Task to carry out:
The answer must consist of every line in the data below that holds the word "from".
Records for this exercise below:
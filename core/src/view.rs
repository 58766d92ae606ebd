// coursecart/src/view.rs

//! View model behind a course-detail page: loads the course, holds the
//! mode/attempt selection and the applied coupon, and hands "Buy Now" to the
//! [`CheckoutOrchestrator`].

use crate::api::CourseApi;
use crate::checkout::orchestrator::ensure_same_course;
use crate::checkout::{CheckoutOrchestrator, CheckoutState};
use crate::config::ClientConfig;
use crate::coupon::{CouponApplier, CouponOutcome, CouponState};
use crate::error::{ApiError, CheckoutError, Result};
use crate::flow::ContextData;
use crate::model::{AttemptPrice, Course, CourseRef, CourseType, PendingPurchase, Price, Rupees};
use crate::navigation::{MountGuard, Navigator};
use crate::pricing::Selection;
use crate::provider::PaymentGateway;
use crate::session::SessionStore;
use std::sync::Arc;
use tracing::{event, instrument, Level};

#[derive(Debug, Default)]
struct ViewState {
  course: Option<(Course, CourseRef)>,
  selection: Selection,
  coupon: CouponState,
  loading: bool,
  error: Option<String>,
}

pub struct CourseDetailView {
  api: Arc<dyn CourseApi>,
  mount: MountGuard,
  coupons: CouponApplier,
  checkout: CheckoutOrchestrator,
  state: ContextData<ViewState>,
}

impl CourseDetailView {
  pub fn new(
    api: Arc<dyn CourseApi>,
    gateway: Arc<dyn PaymentGateway>,
    navigator: Arc<dyn Navigator>,
    session: Arc<SessionStore>,
    config: Arc<ClientConfig>,
  ) -> Result<Self> {
    let mount = MountGuard::new();
    let checkout = CheckoutOrchestrator::new(api.clone(), gateway, navigator, session, config, mount.clone())?;
    Ok(Self {
      coupons: CouponApplier::new(api.clone()),
      api,
      mount,
      checkout,
      state: ContextData::default(),
    })
  }

  pub fn checkout(&self) -> &CheckoutOrchestrator {
    &self.checkout
  }

  pub fn is_mounted(&self) -> bool {
    self.mount.is_mounted()
  }

  pub fn is_loading(&self) -> bool {
    self.state.read().loading
  }

  pub fn error(&self) -> Option<String> {
    self.state.read().error.clone()
  }

  pub fn course(&self) -> Option<Course> {
    self.state.read().course.as_ref().map(|(c, _)| c.clone())
  }

  pub fn selection(&self) -> Selection {
    self.state.read().selection.clone()
  }

  /// Listed and selling price of the current selection, before any coupon.
  pub fn price(&self) -> Price {
    self.state.read().selection.price()
  }

  /// What "Buy Now" would charge.
  pub fn payable(&self) -> Rupees {
    self.state.read().coupon.final_price()
  }

  pub fn coupon(&self) -> CouponState {
    self.state.read().coupon.clone()
  }

  /// Loads a standalone (or faculty) course by id.
  #[instrument(name = "CourseDetailView::load_course", skip(self))]
  pub async fn load_course(&self, course_id: &str, course_type: CourseType) -> Result<()> {
    self.begin_loading();
    let result = self.api.course_details(course_id, course_type).await;
    self.finish_loading(result.map(|course| {
      let course_ref = CourseRef::for_course(&course);
      (course, course_ref)
    }))
  }

  /// Loads the course at `course_index` of a faculty's list.
  #[instrument(name = "CourseDetailView::load_faculty_course", skip(self))]
  pub async fn load_faculty_course(&self, faculty_slug: &str, course_index: usize) -> Result<()> {
    self.begin_loading();
    let result = self.api.faculty_courses(faculty_slug).await.and_then(|courses| {
      let course = courses.into_iter().nth(course_index).ok_or_else(|| ApiError::Status {
        status: 404,
        message: "Course not found".to_string(),
      })?;
      let course_ref = CourseRef::for_faculty_course(&course, faculty_slug, course_index);
      Ok((course, course_ref))
    });
    self.finish_loading(result)
  }

  /// Returns the new mode's attempts. Clears the attempt, the price and any
  /// coupon.
  pub fn select_mode(&self, mode: &str) -> Vec<AttemptPrice> {
    let mut state = self.state.write();
    let ViewState {
      course,
      selection,
      coupon,
      ..
    } = &mut *state;
    let Some((course, _)) = course.as_ref() else {
      return Vec::new();
    };
    let attempts = selection.select_mode(course, mode).to_vec();
    coupon.rebase(selection.price().final_price);
    attempts
  }

  pub fn select_attempt(&self, attempt: &str) -> bool {
    let mut state = self.state.write();
    let ViewState {
      course,
      selection,
      coupon,
      ..
    } = &mut *state;
    let Some((course, _)) = course.as_ref() else {
      return false;
    };
    let selected = selection.select_attempt(course, attempt);
    coupon.rebase(selection.price().final_price);
    selected
  }

  /// Applies `code` to the current selling price. The outcome is recorded
  /// only if the view is still mounted and the price has not changed in the
  /// meantime.
  pub async fn apply_coupon(&self, code: &str) -> CouponOutcome {
    let base = self.state.read().selection.price().final_price;
    let outcome = self.coupons.apply_coupon(code, base).await;
    if self.mount.is_mounted() {
      self.state.write().coupon.record(outcome.clone());
    }
    outcome
  }

  pub fn clear_coupon(&self) {
    self.state.write().coupon.clear();
  }

  pub fn buy_now(&self) -> Result<CheckoutState> {
    let (course_ref, selection, coupon) = {
      let state = self.state.read();
      let Some((_, course_ref)) = state.course.as_ref() else {
        return Err(CheckoutError::Validation("Course is still loading".to_string()));
      };
      (course_ref.clone(), state.selection.clone(), state.coupon.clone())
    };
    self.checkout.buy_now(&course_ref, &selection, Some(&coupon))
  }

  /// Restores the selection carried through login and reopens checkout.
  pub fn resume_after_login(&self, pending: &PendingPurchase) -> Result<CheckoutState> {
    let course = {
      let mut state = self.state.write();
      let Some((course, _)) = state.course.clone() else {
        return Err(CheckoutError::Validation("Course is still loading".to_string()));
      };
      ensure_same_course(pending, &course)?;
      state.selection = Selection::restore(&course, &pending.mode, &pending.attempt);
      let base = state.selection.price().final_price;
      state.coupon.rebase(base);
      course
    };
    self.checkout.resume_after_login(pending, &course)
  }

  /// The page was left. Pending loads, coupon checks and payment results are
  /// dropped from here on.
  pub fn unmount(&self) {
    self.checkout.unmount();
  }

  fn begin_loading(&self) {
    let mut state = self.state.write();
    state.loading = true;
    state.error = None;
  }

  fn finish_loading(&self, result: std::result::Result<(Course, CourseRef), ApiError>) -> Result<()> {
    if !self.mount.is_mounted() {
      event!(Level::DEBUG, "View unmounted, course load discarded.");
      return result.map(|_| ()).map_err(CheckoutError::from);
    }
    let mut state = self.state.write();
    state.loading = false;
    match result {
      Ok((course, course_ref)) => {
        let selection = Selection::default_for(&course);
        state.coupon = CouponState::new(selection.price().final_price);
        state.selection = selection;
        event!(Level::INFO, course = course.display_title(), modes = course.modes().len(), "Course loaded.");
        state.course = Some((course, course_ref));
        Ok(())
      }
      Err(e) => {
        event!(Level::WARN, error = %e, "Course load failed.");
        let err = CheckoutError::from(e);
        state.error = Some(err.user_message());
        Err(err)
      }
    }
  }
}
End of Records for this exercise.
Solution:
  /// dropped from here on.
      return result.map(|_| ()).map_err(CheckoutError::from);
        let err = CheckoutError::from(e);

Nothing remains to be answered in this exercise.